Patty and Zack Wirth, owners of the Rocking Z Ranch.

But the success of the ranch wasn’t a foregone conclusion. Patty and Zack have worked very hard. In the 90s they completed their first conservation easement with the Montana Land Reliance, and as their ranching operations expanded, the need for more land was apparent. The neighboring lands, however, were out of reach with their limited funds. They approached their neighbor, Don Johnston, who was interested in protecting the property from subdivision. He purchased the 507 acres, placed them under easement with PPLT using Lewis and Clark County Open Space Bond funding, and then sold half to the Wirths. Waving to the impressive hills, prime black bear habitat, dotted with granite outcroppings, Patty exclaims, “Why more people don’t take Sunday drives out here, I don’t know.”

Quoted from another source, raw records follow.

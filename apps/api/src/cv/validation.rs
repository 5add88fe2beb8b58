//! CV plausibility gate: a length floor plus a keyword vocabulary check.
//!
//! Heuristic only. False positives and negatives are expected.

/// Minimum trimmed length for text to be considered a CV.
pub const MIN_CV_CHARS: usize = 100;

/// Distinct vocabulary hits needed to accept the text.
pub const MIN_KEYWORD_HITS: usize = 3;

const CV_KEYWORDS: &[&str] = &[
    "experience",
    "education",
    "skills",
    "work",
    "employment",
    "degree",
    "university",
    "college",
    "certificate",
    "qualification",
    "project",
    "responsibility",
    "achievement",
    "contact",
    "email",
];

/// Returns the vocabulary terms present in `text` (case-insensitive substring match).
pub fn matched_keywords(text: &str) -> Vec<&'static str> {
    let lower = text.to_lowercase();
    CV_KEYWORDS
        .iter()
        .copied()
        .filter(|kw| lower.contains(kw))
        .collect()
}

pub fn is_valid_cv(text: &str) -> bool {
    if text.trim().chars().count() < MIN_CV_CHARS {
        return false;
    }
    matched_keywords(text).len() >= MIN_KEYWORD_HITS
}

#[cfg(test)]
mod tests {
    use super::*;

    fn pad_to(text: &str, len: usize) -> String {
        let mut s = text.to_string();
        while s.chars().count() < len {
            s.push_str(" lorem");
        }
        s
    }

    #[test]
    fn test_short_text_always_rejected() {
        // All 15 keywords but still under the floor once trimmed.
        let dense = "experience education skills work";
        assert!(dense.len() < MIN_CV_CHARS);
        assert!(!is_valid_cv(dense));
        assert!(!is_valid_cv(""));
        assert!(!is_valid_cv(&" ".repeat(500)));
    }

    #[test]
    fn test_padding_whitespace_does_not_count_toward_length() {
        let text = format!("   {}   ", "experience education skills".to_string() + &"\n".repeat(200));
        assert!(!is_valid_cv(&text));
    }

    #[test]
    fn test_three_keywords_accepted() {
        let text = pad_to("Experience at Acme. Education: BSc. Skills: Rust.", 120);
        assert!(is_valid_cv(&text));
    }

    #[test]
    fn test_two_keywords_rejected() {
        let text = pad_to("Experience at Acme. Skills: Rust.", 150);
        assert_eq!(matched_keywords(&text).len(), 2);
        assert!(!is_valid_cv(&text));
    }

    #[test]
    fn test_keywords_are_case_insensitive() {
        let text = pad_to("EXPERIENCE — UNIVERSITY — EMAIL me", 120);
        assert_eq!(matched_keywords(&text), vec!["experience", "university", "email"]);
        assert!(is_valid_cv(&text));
    }

    #[test]
    fn test_repeated_keyword_counts_once() {
        let text = pad_to("skills skills skills skills email", 140);
        assert_eq!(matched_keywords(&text).len(), 2);
        assert!(!is_valid_cv(&text));
    }

    #[test]
    fn test_substring_hits_count() {
        // "projects" contains "project", "worked" contains "work".
        let text = pad_to("Led projects; worked closely; contact via phone", 120);
        assert!(is_valid_cv(&text));
    }

    #[test]
    fn test_length_boundary_table() {
        let base = "experience education skills ";
        for (len, expected) in [(99usize, false), (100, true), (250, true)] {
            let mut text = base.to_string();
            while text.chars().count() < len {
                text.push('x');
            }
            assert_eq!(is_valid_cv(&text), expected, "length {len}");
        }
    }
}
//! PDF text extraction: a thin wrapper over the `pdf-extract` crate.
//!
//! Extraction is CPU-bound; the async entry point runs it under
//! `tokio::task::spawn_blocking`. The parser is known to panic on some
//! malformed inputs, so a panic in the blocking task is reported as a normal
//! extraction failure rather than tearing down the request.

use bytes::Bytes;
use thiserror::Error;
use tracing::debug;

#[derive(Debug, Error)]
pub enum ExtractError {
    #[error("file is not a PDF")]
    NotPdf,

    #[error("could not read PDF: {0}")]
    Parse(String),

    #[error("PDF contains no extractable text")]
    NoText,
}

/// Text pulled out of a PDF, in two shapes.
#[derive(Debug, Clone, PartialEq)]
pub struct ExtractedText {
    /// All pages in document order, every whitespace run collapsed to one space.
    pub text: String,
    /// Page text as the parser laid it out, line breaks intact.
    pub layout_text: String,
}

/// Returns true if the bytes start with the PDF magic header.
pub fn is_pdf(head: &[u8]) -> bool {
    head.starts_with(b"%PDF-")
}

/// Collapses every whitespace run (newlines included) to a single space and trims.
pub fn normalize_whitespace(text: &str) -> String {
    text.split_whitespace().collect::<Vec<_>>().join(" ")
}

/// Extracts text from a PDF stored fully in memory.
///
/// An empty result after normalisation is an error: callers must never treat
/// it as an empty CV.
pub fn extract_text_from_pdf(bytes: &[u8]) -> Result<ExtractedText, ExtractError> {
    if !is_pdf(bytes) {
        return Err(ExtractError::NotPdf);
    }

    let raw = pdf_extract::extract_text_from_mem(bytes)
        .map_err(|e| ExtractError::Parse(e.to_string()))?;

    let text = normalize_whitespace(&raw);
    if text.is_empty() {
        return Err(ExtractError::NoText);
    }

    let layout_text = raw
        .lines()
        .map(str::trim_end)
        .collect::<Vec<_>>()
        .join("\n")
        .trim_start_matches('\n')
        .to_string();

    debug!(chars = text.len(), "extracted CV text");
    Ok(ExtractedText { text, layout_text })
}

/// Runs `extract_text_from_pdf` on the blocking pool.
pub async fn extract_text(bytes: Bytes) -> Result<ExtractedText, ExtractError> {
    tokio::task::spawn_blocking(move || extract_text_from_pdf(&bytes))
        .await
        .map_err(|e| {
            let reason = if e.is_panic() {
                "the PDF parser crashed on this file"
            } else {
                "extraction was cancelled"
            };
            ExtractError::Parse(reason.to_string())
        })?
}
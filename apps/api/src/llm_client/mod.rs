/// LLM Client: the single point of entry for all chat-completion calls.
///
/// ARCHITECTURAL RULE: No other module may call the provider API directly.
/// Handlers depend on the `Completion` trait; `LlmClient` is the production impl.
///
/// One request per call: no retries, no streaming, transport-default timeouts.
use std::time::Instant;

use async_trait::async_trait;
use reqwest::Client;
use serde::{Deserialize, Serialize};
use thiserror::Error;
use tracing::{debug, info};

pub mod prompts;

/// Upper bound on generated tokens, generous enough for a 6-paragraph letter.
pub const MAX_TOKENS: u32 = 8000;

#[derive(Debug, Error)]
pub enum LlmError {
    #[error("HTTP error: {0}")]
    Http(#[from] reqwest::Error),

    #[error("API error (status {status}): {message}")]
    Api { status: u16, message: String },

    #[error("JSON parse error: {0}")]
    Parse(#[from] serde_json::Error),

    #[error("LLM returned empty content")]
    EmptyContent,
}

/// A text-completion backend. Carried in `AppState` as `Arc<dyn Completion>`.
#[async_trait]
pub trait Completion: Send + Sync {
    /// Sends a fully rendered prompt and returns the model's raw text.
    async fn complete(&self, prompt: &str, temperature: f32) -> Result<String, LlmError>;
}

#[derive(Debug, Serialize)]
struct ChatRequest<'a> {
    model: &'a str,
    temperature: f32,
    max_tokens: u32,
    messages: Vec<ChatMessage<'a>>,
}

#[derive(Debug, Serialize)]
struct ChatMessage<'a> {
    role: &'a str,
    content: &'a str,
}

#[derive(Debug, Deserialize)]
pub struct ChatResponse {
    pub choices: Vec<Choice>,
    pub usage: Option<Usage>,
}

#[derive(Debug, Deserialize)]
pub struct Choice {
    pub message: ResponseMessage,
}

#[derive(Debug, Deserialize)]
pub struct ResponseMessage {
    pub content: Option<String>,
}

#[derive(Debug, Deserialize)]
pub struct Usage {
    pub prompt_tokens: u32,
    pub completion_tokens: u32,
}

impl ChatResponse {
    /// Extracts the text of the first choice, if it has any.
    pub fn text(&self) -> Option<&str> {
        self.choices
            .first()
            .and_then(|c| c.message.content.as_deref())
            .filter(|t| !t.trim().is_empty())
    }
}

#[derive(Debug, Deserialize)]
struct ApiErrorEnvelope {
    error: ApiErrorBody,
}

#[derive(Debug, Deserialize)]
struct ApiErrorBody {
    message: String,
}

/// Chat-completion client for OpenAI-compatible endpoints.
#[derive(Clone)]
pub struct LlmClient {
    client: Client,
    api_key: String,
    base_url: String,
    model: String,
}

impl LlmClient {
    pub fn new(api_key: String, base_url: String, model: String) -> Self {
        Self {
            client: Client::new(),
            api_key,
            base_url: base_url.trim_end_matches('/').to_string(),
            model,
        }
    }

    pub fn model(&self) -> &str {
        &self.model
    }

    fn endpoint(&self) -> String {
        format!("{}/chat/completions", self.base_url)
    }

    /// Makes a single call to the chat-completion API, returning the full response object.
    pub async fn call(&self, prompt: &str, temperature: f32) -> Result<ChatResponse, LlmError> {
        let request_body = ChatRequest {
            model: &self.model,
            temperature,
            max_tokens: MAX_TOKENS,
            messages: vec![ChatMessage {
                role: "user",
                content: prompt,
            }],
        };

        let response = self
            .client
            .post(self.endpoint())
            .bearer_auth(&self.api_key)
            .json(&request_body)
            .send()
            .await?;

        let status = response.status();
        if !status.is_success() {
            let body = response.text().await.unwrap_or_default();
            return Err(LlmError::Api {
                status: status.as_u16(),
                message: api_error_message(&body),
            });
        }

        let body = response.text().await?;
        let parsed: ChatResponse = serde_json::from_str(&body)?;

        if let Some(usage) = &parsed.usage {
            debug!(
                "LLM call succeeded: prompt_tokens={}, completion_tokens={}",
                usage.prompt_tokens, usage.completion_tokens
            );
        }

        Ok(parsed)
    }
}

#[async_trait]
impl Completion for LlmClient {
    async fn complete(&self, prompt: &str, temperature: f32) -> Result<String, LlmError> {
        let started = Instant::now();
        let response = self.call(prompt, temperature).await?;
        let text = response.text().ok_or(LlmError::EmptyContent)?.to_string();

        info!(
            model = %self.model,
            temperature,
            prompt_chars = prompt.len(),
            elapsed_ms = started.elapsed().as_millis() as u64,
            "LLM completion received"
        );
        Ok(text)
    }
}

/// Pulls `error.message` out of a provider error body, falling back to the raw body.
fn api_error_message(body: &str) -> String {
    serde_json::from_str::<ApiErrorEnvelope>(body)
        .map(|e| e.error.message)
        .unwrap_or_else(|_| body.trim().to_string())
}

Before wrapping up the tour, Zack drove us down to a 1924 vintage Sears and Roebuck house where he spent the first nine years of his life. The site will soon host Rocking Z’s ranch hands. Pointing to the red building, he says, “I was potty trained in a coffee can here.” Patty had a similar upbringing, learning how to handle horses at a young age on her father’s ranch. Her dad always had horses because they were fun and a good motivator to keep the kids around. The horses now help to keep Zack and Patty’s kids around. This connection to the land, a knack for being good (and fun) neighbors, and a little resourcefulness will keep this ranch going for a long time.